Purdue University College of Engineering faculty have been tapped for leadership positions in two new research centers launched by the Semiconductor Research Corporation (SRC) and the Defense Advanced Research Projects Agency (DARPA) to accelerate U.S. advances in information and communications technologies.
The Joint University Microelectronics Program 2.0 (JUMP 2.0) is a public-private partnership co-sponsored by the SRC, DARPA, the commercial semiconductor industry, and the defense industrial base. JUMP 2.0 will pursue high-risk, high-payoff research spanning seven thematically structured centers.
According to a release from the SRC, “each multidisciplinary center will focus on one overarching research theme identified as key to addressing emerging technical challenges. These defined interests, spurred by an increasingly connected world and a rapidly changing microelectronics landscape, will centralize long-term, pathfinding research aimed at breakthroughs applicable across defense and academia.”

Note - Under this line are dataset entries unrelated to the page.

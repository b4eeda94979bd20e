//! HTTP server setup and configuration.
//!
//! # Responsibilities
//! - Create Axum Router with all handlers
//! - Wire up middleware (request ID, tracing, body limit)
//! - Serve on a bound listener until shutdown
//! - Apply reloaded upstream settings without dropping connections

use axum::{
    extract::DefaultBodyLimit,
    middleware,
    routing::get,
    Json, Router,
};
use arc_swap::ArcSwap;
use serde_json::{json, Value};
use std::sync::Arc;
use tokio::net::TcpListener;
use tokio::sync::{broadcast, mpsc};
use tower_http::trace::TraceLayer;

use crate::config::GatewayConfig;
use crate::gateway::{proxy_handler, Upstream};
use crate::http::request::assign_request_id;

/// Application state injected into handlers.
#[derive(Clone)]
pub struct AppState {
    pub upstream: Arc<ArcSwap<Upstream>>,
}

/// HTTP server for the gateway.
pub struct HttpServer {
    router: Router,
    config: GatewayConfig,
    upstream: Arc<ArcSwap<Upstream>>,
}

impl HttpServer {
    /// Create a new HTTP server with the given configuration.
    pub fn new(config: GatewayConfig) -> Result<Self, reqwest::Error> {
        let upstream = Arc::new(ArcSwap::from_pointee(Upstream::from_config(&config)?));

        let state = AppState {
            upstream: upstream.clone(),
        };

        let router = Self::build_router(&config, state);
        Ok(Self {
            router,
            config,
            upstream,
        })
    }

    /// Build the Axum router with all middleware layers.
    fn build_router(config: &GatewayConfig, state: AppState) -> Router {
        let body_limit = match config.limits.max_body_bytes {
            Some(max) => DefaultBodyLimit::max(max),
            None => DefaultBodyLimit::disable(),
        };

        Router::new()
            .route(
                "/api/{*path}",
                get(proxy_handler)
                    .post(proxy_handler)
                    .put(proxy_handler)
                    .patch(proxy_handler)
                    .delete(proxy_handler),
            )
            .route("/healthz", get(healthz))
            .with_state(state)
            .layer(body_limit)
            .layer(TraceLayer::new_for_http())
            .layer(middleware::from_fn(assign_request_id))
    }

    /// Run the server, accepting connections on the given listener.
    ///
    /// Configs received on `config_updates` replace the upstream snapshot;
    /// the server stops once `shutdown` fires.
    pub async fn run(
        self,
        listener: TcpListener,
        config_updates: mpsc::UnboundedReceiver<GatewayConfig>,
        mut shutdown: broadcast::Receiver<()>,
    ) -> Result<(), std::io::Error> {
        let addr = listener.local_addr()?;
        tracing::info!(
            address = %addr,
            backend_url = %self.config.upstream.backend_url,
            "HTTP server starting"
        );

        let reloader = tokio::spawn(apply_config_updates(
            self.upstream.clone(),
            self.config.clone(),
            config_updates,
        ));

        axum::serve(listener, self.router)
            .with_graceful_shutdown(async move {
                let _ = shutdown.recv().await;
                tracing::info!("Shutdown signal received");
            })
            .await?;

        reloader.abort();
        tracing::info!("HTTP server stopped");
        Ok(())
    }

    /// Consume the server and return its router.
    pub fn into_router(self) -> Router {
        self.router
    }

    /// Get a reference to the config.
    pub fn config(&self) -> &GatewayConfig {
        &self.config
    }

    /// Base URL requests are currently forwarded to.
    pub fn backend_url(&self) -> String {
        self.upstream.load().base_url().to_string()
    }
}

/// Swap in the upstream of every reloaded config.
async fn apply_config_updates(
    upstream: Arc<ArcSwap<Upstream>>,
    mut current: GatewayConfig,
    mut updates: mpsc::UnboundedReceiver<GatewayConfig>,
) {
    while let Some(next) = updates.recv().await {
        if next.listener != current.listener || next.limits != current.limits {
            tracing::warn!("Listener and limit changes take effect after a restart");
        }

        match Upstream::from_config(&next) {
            Ok(new_upstream) => {
                tracing::info!(
                    backend_url = %new_upstream.base_url(),
                    "Upstream configuration reloaded"
                );
                upstream.store(Arc::new(new_upstream));
                current = next;
            }
            Err(e) => {
                tracing::error!(error = %e, "Failed to build upstream client, keeping previous one");
            }
        }
    }
}

async fn healthz() -> Json<Value> {
    Json(json!({ "status": "ok" }))
}

#[cfg(test)]
mod tests {
    use super::*;
    use axum::{
        body::{to_bytes, Body},
        http::{Method, Request, StatusCode},
    };
    use tower::ServiceExt;

    fn unreachable_config() -> GatewayConfig {
        let port = std::net::TcpListener::bind("127.0.0.1:0")
            .unwrap()
            .local_addr()
            .unwrap()
            .port();
        let mut config = GatewayConfig::default();
        config.upstream.backend_url = format!("http://127.0.0.1:{}", port);
        config
    }

    #[tokio::test]
    async fn healthz_is_served_locally() {
        let app = HttpServer::new(unreachable_config()).unwrap().into_router();

        let response = app
            .oneshot(Request::builder().uri("/healthz").body(Body::empty()).unwrap())
            .await
            .unwrap();

        assert_eq!(response.status(), StatusCode::OK);
        let body = to_bytes(response.into_body(), usize::MAX).await.unwrap();
        assert_eq!(&body[..], br#"{"status":"ok"}"#);
    }

    #[tokio::test]
    async fn paths_outside_api_are_not_found() {
        let app = HttpServer::new(unreachable_config()).unwrap().into_router();

        let response = app
            .oneshot(Request::builder().uri("/notes/").body(Body::empty()).unwrap())
            .await
            .unwrap();

        assert_eq!(response.status(), StatusCode::NOT_FOUND);
    }

    #[tokio::test]
    async fn unsupported_method_is_rejected() {
        let app = HttpServer::new(unreachable_config()).unwrap().into_router();

        let response = app
            .oneshot(
                Request::builder()
                    .method(Method::OPTIONS)
                    .uri("/api/notes/")
                    .body(Body::empty())
                    .unwrap(),
            )
            .await
            .unwrap();

        assert_eq!(response.status(), StatusCode::METHOD_NOT_ALLOWED);
    }

    #[tokio::test]
    async fn head_is_proxied_through_get_route() {
        let app = HttpServer::new(unreachable_config()).unwrap().into_router();

        let response = app
            .oneshot(
                Request::builder()
                    .method(Method::HEAD)
                    .uri("/api/notes/")
                    .body(Body::empty())
                    .unwrap(),
            )
            .await
            .unwrap();

        // Reached the proxy handler, which found no backend.
        assert_eq!(response.status(), StatusCode::INTERNAL_SERVER_ERROR);
    }

    #[tokio::test]
    async fn unreachable_backend_yields_fixed_error() {
        let app = HttpServer::new(unreachable_config()).unwrap().into_router();

        let response = app
            .oneshot(Request::builder().uri("/api/notes/").body(Body::empty()).unwrap())
            .await
            .unwrap();

        assert_eq!(response.status(), StatusCode::INTERNAL_SERVER_ERROR);
        let body = to_bytes(response.into_body(), usize::MAX).await.unwrap();
        assert_eq!(&body[..], br#"{"error":"Failed to connect to backend"}"#);
    }

    #[tokio::test]
    async fn body_over_limit_is_rejected_before_forwarding() {
        let mut config = unreachable_config();
        config.limits.max_body_bytes = Some(8);
        let app = HttpServer::new(config).unwrap().into_router();

        let response = app
            .oneshot(
                Request::builder()
                    .method(Method::POST)
                    .uri("/api/notes/")
                    .header("content-type", "application/json")
                    .body(Body::from(r#"{"text":"far too long"}"#))
                    .unwrap(),
            )
            .await
            .unwrap();

        assert_eq!(response.status(), StatusCode::PAYLOAD_TOO_LARGE);
    }

    #[tokio::test]
    async fn reload_swaps_backend_url() {
        let server = HttpServer::new(unreachable_config()).unwrap();
        let upstream = server.upstream.clone();
        let (tx, rx) = mpsc::unbounded_channel();
        let task = tokio::spawn(apply_config_updates(upstream.clone(), server.config().clone(), rx));

        let mut next = server.config().clone();
        next.upstream.backend_url = "http://reloaded-backend:8000/".into();
        tx.send(next).unwrap();
        drop(tx);
        task.await.unwrap();

        assert_eq!(server.backend_url(), "http://reloaded-backend:8000");
    }
}
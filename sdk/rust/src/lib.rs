//! Typed client for the notes REST API.
//!
//! Credentials live in an explicit [`Session`] backed by a [`TokenStore`];
//! nothing is kept in globals.

pub mod client;
pub mod error;
pub mod session;
pub mod types;

pub use client::{NotesClient, DEFAULT_BACKEND_URL};
pub use error::ClientError;
pub use session::{FileTokenStore, MemoryTokenStore, Session, TokenStore};
pub use types::{AuthResponse, Note, NoteList, User};
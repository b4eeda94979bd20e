//! Wire types of the notes API.

use serde::{Deserialize, Serialize};

#[derive(Debug, Clone, PartialEq, Eq, Serialize, Deserialize)]
pub struct User {
    pub id: u64,
    pub username: String,
    #[serde(default)]
    pub email: String,
}

#[derive(Debug, Clone, PartialEq, Eq, Serialize, Deserialize)]
pub struct Note {
    pub id: u64,
    pub text: String,
    pub date_created: String,
    pub date_edited: String,
    pub user: User,
}

/// Answer of login and register.
#[derive(Debug, Clone, PartialEq, Eq, Serialize, Deserialize)]
pub struct AuthResponse {
    pub token: String,
    pub user: User,
}

/// Note listing, either paginated or a bare array.
#[derive(Debug, Clone, PartialEq, Eq, Deserialize)]
#[serde(untagged)]
pub enum NoteList {
    Paginated {
        #[serde(default)]
        count: Option<u64>,
        #[serde(default)]
        next: Option<String>,
        #[serde(default)]
        previous: Option<String>,
        results: Vec<Note>,
    },
    Plain(Vec<Note>),
}

impl NoteList {
    pub fn into_notes(self) -> Vec<Note> {
        match self {
            NoteList::Paginated { results, .. } => results,
            NoteList::Plain(notes) => notes,
        }
    }
}

#[derive(Debug, Serialize)]
pub(crate) struct LoginRequest<'a> {
    pub username: &'a str,
    pub password: &'a str,
}

#[derive(Debug, Serialize)]
pub(crate) struct RegisterRequest<'a> {
    pub username: &'a str,
    pub email: &'a str,
    pub password: &'a str,
}
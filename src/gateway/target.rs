//! Upstream URL construction.
//!
//! # Rules
//! - Wildcard segments come from the raw (still percent-encoded) path
//! - Empty segments are dropped, the rest joined with `/`
//! - Exactly one trailing `/`
//! - Query string appended verbatim when non-empty

use axum::http::Uri;

/// Prefix the gateway route is mounted under, on both legs.
pub const API_PREFIX: &str = "/api";

/// Join path segments into the upstream path below `/api/`.
///
/// The result always ends with exactly one `/`.
pub fn upstream_path<'a, I>(segments: I) -> String
where
    I: IntoIterator<Item = &'a str>,
{
    let mut joined = segments
        .into_iter()
        .filter(|segment| !segment.is_empty())
        .collect::<Vec<_>>()
        .join("/");

    while joined.ends_with("//") {
        joined.pop();
    }
    if !joined.ends_with('/') {
        joined.push('/');
    }
    joined
}

/// Wildcard segments of an inbound path mounted under [`API_PREFIX`].
pub fn wildcard_segments(path: &str) -> impl Iterator<Item = &str> {
    path.strip_prefix(API_PREFIX)
        .unwrap_or(path)
        .split('/')
}

/// Full upstream URL for an inbound request URI.
pub fn upstream_url(base: &str, uri: &Uri) -> String {
    let path = upstream_path(wildcard_segments(uri.path()));
    let mut url = format!(
        "{}{}/{}",
        base.trim_end_matches('/'),
        API_PREFIX,
        path.trim_start_matches('/')
    );

    if let Some(query) = uri.query().filter(|q| !q.is_empty()) {
        url.push('?');
        url.push_str(query);
    }
    url
}
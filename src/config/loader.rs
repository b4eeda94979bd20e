//! Configuration loading from disk and environment.

use std::fs;
use std::path::Path;

use crate::config::schema::GatewayConfig;
use crate::config::validation::{validate_config, ValidationError};

/// Environment variable overriding `upstream.backend_url`.
pub const BACKEND_URL_ENV: &str = "BACKEND_URL";

/// Environment variable overriding `listener.bind_address`.
pub const BIND_ENV: &str = "GATEWAY_BIND";

/// Error type for configuration loading.
#[derive(Debug)]
pub enum ConfigError {
    Io(std::io::Error),
    Parse(toml::de::Error),
    Validation(Vec<ValidationError>),
}

impl std::fmt::Display for ConfigError {
    fn fmt(&self, f: &mut std::fmt::Formatter<'_>) -> std::fmt::Result {
        match self {
            ConfigError::Io(e) => write!(f, "IO error: {}", e),
            ConfigError::Parse(e) => write!(f, "Parse error: {}", e),
            ConfigError::Validation(errors) => {
                write!(f, "Validation failed: ")?;
                for (i, err) in errors.iter().enumerate() {
                    if i > 0 { write!(f, ", ")?; }
                    write!(f, "{}", err)?;
                }
                Ok(())
            }
        }
    }
}

impl std::error::Error for ConfigError {}

/// Parse a TOML document into a configuration (no env overrides, no validation).
pub fn parse_config(content: &str) -> Result<GatewayConfig, ConfigError> {
    toml::from_str(content).map_err(ConfigError::Parse)
}

/// Apply environment overrides using `lookup` to read variables.
///
/// Empty values are treated as unset.
pub fn apply_env_overrides<F>(config: &mut GatewayConfig, lookup: F)
where
    F: Fn(&str) -> Option<String>,
{
    let non_empty = |key: &str| lookup(key).filter(|v| !v.trim().is_empty());

    if let Some(url) = non_empty(BACKEND_URL_ENV) {
        config.upstream.backend_url = url;
    }
    if let Some(bind) = non_empty(BIND_ENV) {
        config.listener.bind_address = bind;
    }
}

/// Load, override and validate configuration.
///
/// Without a path, the built-in defaults are the base layer.
pub fn load_config(path: Option<&Path>) -> Result<GatewayConfig, ConfigError> {
    let mut config = match path {
        Some(path) => {
            let content = fs::read_to_string(path).map_err(ConfigError::Io)?;
            parse_config(&content)?
        }
        None => GatewayConfig::default(),
    };

    apply_env_overrides(&mut config, |key| std::env::var(key).ok());
    validate_config(&config).map_err(ConfigError::Validation)?;

    Ok(config)
}
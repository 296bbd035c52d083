//! Ordinary least squares regression

use crate::error::{PipelineError, Result};
use ndarray::{Array1, Array2, Axis};
use serde::{Deserialize, Serialize};

/// Relative pivot below which a Cholesky factor is treated as singular
const PIVOT_TOLERANCE: f64 = 1e-12;

/// Solve the symmetric positive-definite system Ax = b by Cholesky decomposition.
/// A near-singular matrix is retried once with a small ridge on the diagonal.
fn cholesky_solve(a: &Array2<f64>, b: &Array1<f64>, allow_ridge: bool) -> Option<Array1<f64>> {
    let n = a.nrows();
    if n != a.ncols() || n != b.len() {
        return None;
    }

    let scale = a.diag().iter().map(|v| v.abs()).sum::<f64>() / n.max(1) as f64;
    if scale == 0.0 {
        // A = 0: only b = 0 is solvable, and zero is the minimum-norm solution
        return b.iter().all(|v| *v == 0.0).then(|| Array1::zeros(n));
    }

    // A = L * L^T
    let mut l = Array2::zeros((n, n));
    for i in 0..n {
        for j in 0..=i {
            let mut sum = 0.0;
            for k in 0..j {
                sum += l[[i, k]] * l[[j, k]];
            }

            if i == j {
                let diag = a[[i, i]] - sum;
                if diag <= PIVOT_TOLERANCE * scale {
                    if !allow_ridge {
                        return None;
                    }
                    let mut a_reg = a.clone();
                    let ridge = 1e-8 * scale;
                    for k in 0..n {
                        a_reg[[k, k]] += ridge;
                    }
                    return cholesky_solve(&a_reg, b, false);
                }
                l[[i, j]] = diag.sqrt();
            } else {
                l[[i, j]] = (a[[i, j]] - sum) / l[[j, j]];
            }
        }
    }

    // L * y = b
    let mut y = Array1::zeros(n);
    for i in 0..n {
        let mut sum = 0.0;
        for j in 0..i {
            sum += l[[i, j]] * y[j];
        }
        y[i] = (b[i] - sum) / l[[i, i]];
    }

    // L^T * x = y
    let mut x = Array1::zeros(n);
    for i in (0..n).rev() {
        let mut sum = 0.0;
        for j in (i + 1)..n {
            sum += l[[j, i]] * x[j];
        }
        x[i] = (y[i] - sum) / l[[i, i]];
    }

    Some(x)
}

/// Solve least squares via normal equations: (X^T X) w = X^T y
fn solve_least_squares(x: &Array2<f64>, y: &Array1<f64>) -> Option<Array1<f64>> {
    let xtx = x.t().dot(x);
    let xty = x.t().dot(y);

    cholesky_solve(&xtx, &xty, true)
}

/// Linear regression with intercept: `y ≈ intercept + X · coefficients`
#[derive(Debug, Clone, Default, Serialize, Deserialize)]
pub struct LinearRegression {
    /// Fitted coefficients, one per feature column
    pub coefficients: Option<Array1<f64>>,
    /// Fitted intercept
    pub intercept: Option<f64>,
}

impl LinearRegression {
    pub fn new() -> Self {
        Self::default()
    }

    pub fn is_fitted(&self) -> bool {
        self.coefficients.is_some()
    }

    /// Fit on centred data so the intercept is `ȳ − β·x̄`
    pub fn fit(&mut self, x: &Array2<f64>, y: &Array1<f64>) -> Result<&mut Self> {
        let n_samples = x.nrows();

        if n_samples != y.len() {
            return Err(PipelineError::ShapeError {
                expected: format!("y length = {}", n_samples),
                actual: format!("y length = {}", y.len()),
            });
        }
        if n_samples == 0 {
            return Err(PipelineError::InsufficientData { needed: 1, actual: 0 });
        }

        let x_mean = x
            .mean_axis(Axis(0))
            .ok_or(PipelineError::InsufficientData { needed: 1, actual: 0 })?;
        let y_mean = y.mean().unwrap_or(0.0);

        let x_centered = x - &x_mean.view().insert_axis(Axis(0));
        let y_centered = y - y_mean;

        let coefficients = solve_least_squares(&x_centered, &y_centered).ok_or_else(|| {
            PipelineError::ComputationError(
                "Matrix is singular, cannot solve least squares".to_string(),
            )
        })?;

        self.intercept = Some(y_mean - coefficients.dot(&x_mean));
        self.coefficients = Some(coefficients);

        Ok(self)
    }

    /// Predict one value per row of `x`
    pub fn predict(&self, x: &Array2<f64>) -> Result<Array1<f64>> {
        let coefficients = self.coefficients.as_ref().ok_or(PipelineError::ModelNotFitted)?;
        if x.ncols() != coefficients.len() {
            return Err(PipelineError::ShapeError {
                expected: format!("{} feature columns", coefficients.len()),
                actual: format!("{} feature columns", x.ncols()),
            });
        }
        let intercept = self.intercept.unwrap_or(0.0);

        Ok(x.dot(coefficients) + intercept)
    }
}
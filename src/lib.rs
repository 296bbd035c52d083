//! Innovation Focus - investment mix versus industry profit
//!
//! This crate provides a three-stage pipeline over yearly R&D and equipment
//! investment figures:
//! - Dataset building: derived profit and innovation focus
//! - Regression analysis: seeded train/test OLS with residuals
//! - Dashboard export: chart specifications and findings as JSON
//!
//! # Modules
//!
//! ## Stages
//! - [`builder`] - Raw table to enriched table
//! - [`analysis`] - Regression, metrics, correlation and report
//! - [`dashboard`] - Chart document export
//! - [`pipeline`] - Stage orchestration and skip handling
//!
//! ## Infrastructure
//! - [`config`] - Per-stage paths, seed and split settings
//! - [`schema`] - Column names and typed rows
//! - [`random`] - Injectable random source
//! - [`utils`] - CSV/JSON loading and atomic saving
//!
//! ## Services
//! - [`cli`] - Command-line interface

// Core error handling
pub mod error;

// Stages
pub mod builder;
pub mod analysis;
pub mod dashboard;
pub mod pipeline;

// Infrastructure
pub mod config;
pub mod schema;
pub mod random;
pub mod utils;

// Services
pub mod cli;

pub use error::{PipelineError, Result};

/// Re-export commonly used types
pub mod prelude {
    // Error handling
    pub use crate::error::{PipelineError, Result};

    // Configuration
    pub use crate::config::StageConfig;

    // Rows
    pub use crate::schema::{AnalyzedObservation, Observation, RawObservation};

    // Randomness
    pub use crate::random::{RandomSource, ScriptedRandom, SeededRandom};

    // Stages
    pub use crate::builder::{build_dataset, BuildSummary, DatasetBuilder};
    pub use crate::analysis::{analyze_dataset, AnalysisReport, AnalysisSummary, RegressionAnalyzer};
    pub use crate::dashboard::{render_dashboard, Dashboard, DashboardSummary};

    // Orchestration
    pub use crate::pipeline::{run_all, run_analyzer, run_builder, run_dashboard, PipelineConfig, StageOutcome};
}
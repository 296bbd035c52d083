//! Error types for the innovation-focus pipeline

use std::path::PathBuf;
use thiserror::Error;

/// Result type alias for pipeline operations
pub type Result<T> = std::result::Result<T, PipelineError>;

/// Main error type for the pipeline
#[derive(Error, Debug)]
pub enum PipelineError {
    #[error("Input file '{}' not found. {hint}", path.display())]
    MissingInput { path: PathBuf, hint: String },

    #[error("Data error: {0}")]
    DataError(String),

    #[error("Schema error: {0}")]
    SchemaError(String),

    #[error("IO error: {0}")]
    IoError(#[from] std::io::Error),

    #[error("Serialization error: {0}")]
    SerializationError(String),

    #[error("Invalid shape: expected {expected}, got {actual}")]
    ShapeError { expected: String, actual: String },

    #[error("Computation error: {0}")]
    ComputationError(String),

    #[error("Model not fitted")]
    ModelNotFitted,

    #[error("Invalid parameter: {name} = {value}, {reason}")]
    InvalidParameter {
        name: String,
        value: String,
        reason: String,
    },

    #[error("Insufficient data: need at least {needed} rows, got {actual}")]
    InsufficientData { needed: usize, actual: usize },
}

impl PipelineError {
    /// Build a missing-input error with a remediation hint
    pub fn missing_input(path: impl Into<PathBuf>, hint: impl Into<String>) -> Self {
        PipelineError::MissingInput {
            path: path.into(),
            hint: hint.into(),
        }
    }

    /// Whether this error means a stage should be skipped rather than aborted
    pub fn is_missing_input(&self) -> bool {
        matches!(self, PipelineError::MissingInput { .. })
    }
}

impl From<polars::error::PolarsError> for PipelineError {
    fn from(err: polars::error::PolarsError) -> Self {
        PipelineError::DataError(err.to_string())
    }
}

impl From<serde_json::Error> for PipelineError {
    fn from(err: serde_json::Error) -> Self {
        PipelineError::SerializationError(err.to_string())
    }
}

#[cfg(test)]
mod tests {
    use super::*;

    #[test]
    fn test_error_display() {
        let err = PipelineError::DataError("test error".to_string());
        assert_eq!(err.to_string(), "Data error: test error");
    }

    #[test]
    fn test_missing_input_display_includes_hint() {
        let err = PipelineError::missing_input("raw.csv", "Create it first.");
        assert_eq!(err.to_string(), "Input file 'raw.csv' not found. Create it first.");
        assert!(err.is_missing_input());
    }

    #[test]
    fn test_error_from_io() {
        let io_err = std::io::Error::new(std::io::ErrorKind::NotFound, "file not found");
        let err: PipelineError = io_err.into();
        assert!(matches!(err, PipelineError::IoError(_)));
        assert!(!err.is_missing_input());
    }
}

Purdue faculty, all representing the Elmore Family School of Electrical and Computer Engineering (ECE), will take on lead research roles and lend expertise in semiconductors and hard artificial intelligence to two of the centers, in which investment totals $65.7 million. Both multi-university centers are led by Georgia Institute of Technology.
“Semiconductors and AI are technologies fundamentally reshaping our world and the future of humanity. Purdue is leading the nation in advancing these technologies through transformative investments, research and workforce development powered by our world-class faculty and students,” Purdue President Mung Chiang said. “We are happy to continue our leadership through the SRC JUMP 2.0 program.”
In the Center for the Co-Design of Cognitive Systems (CoCoSys), Anand Raghunathan, Silicon Valley Professor in ECE, is the Purdue principal investigator and associate director. Purdue co-PIs are Kaushik Roy, the Edward G. Tiedemann Jr. Distinguished Professor in ECE; Vijay Raghunathan, ECE professor and director of semiconductor education; and Sumeet Gupta, ECE associate professor.
In the Center on Cognitive Multispectral Sensors (CogniSense), Vijay Raghunathan is the Purdue PI and leader of one of the center’s research themes, and Stanley Chan, ECE associate professor, is the Purdue co-PI.
“The Elmore Family School of Electrical and Computer Engineering at Purdue has a rich history of leadership in SRC-funded research. We are excited that our faculty are key contributors to these new centers that will strongly impact the future of cognitive sensing and computing systems,” said Dimitri Peroulis, the Michael and Katherine Birck Head and Reilly Professor in the Elmore Family School of Electrical and Computer Engineering.
CoCoSys’ vision is to enable seamless human-AI collaboration. The next wave of AI will impact everyday lives through collaborative intelligent systems such as digital humans and collaborative robots. These systems will drive unprecedented levels of automation, amplify human capabilities and fundamentally reshape the nature of work, personal life and the human experience itself.
CoCoSys researchers will enable human-AI systems through synergistic advances in neuro-symbolic-probabilistic algorithms, technology-driven hardware motifs, algorithm-hardware co-design, and collective and collaborative intelligence.
CogniSense addresses the demand for high-quality unobstructed perception for the safe operation of emerging autonomous systems. Current sensing technologies generate unmanageable data volumes and consume too much power. The center’s vision is to develop cognitive multispectral sensors that directly generate trustworthy insight from wideband multimodal analog signals. By designing sensors that dynamically adapt to “what is being sensed” and “how sensed signals are processed” according to real-time changes in the environment, CogniSense research is projected to dramatically reduce the volume of data produced by these sensors.
In 2018, as part of the SRC/DARPA JUMP 1.0 program, Purdue was selected to lead the Center for Brain-inspired Computing Enabling Autonomous Intelligence (C-BRIC). The $35 million center’s mission is to deliver key advances in cognitive computing, with the goal of enabling a new generation of autonomous intelligent systems.
Peter Bermel, the Elmore Associate Professor of Electrical and Computer Engineering, conducts research with a student in Birck Nanotechnology Center. Bermel directs Purdue's Scalable Asymmetric Lifecycle Engagement (SCALE), the preeminent U.S. program for semiconductor workforce development, which received funding to continue and broaden work in the defense sector.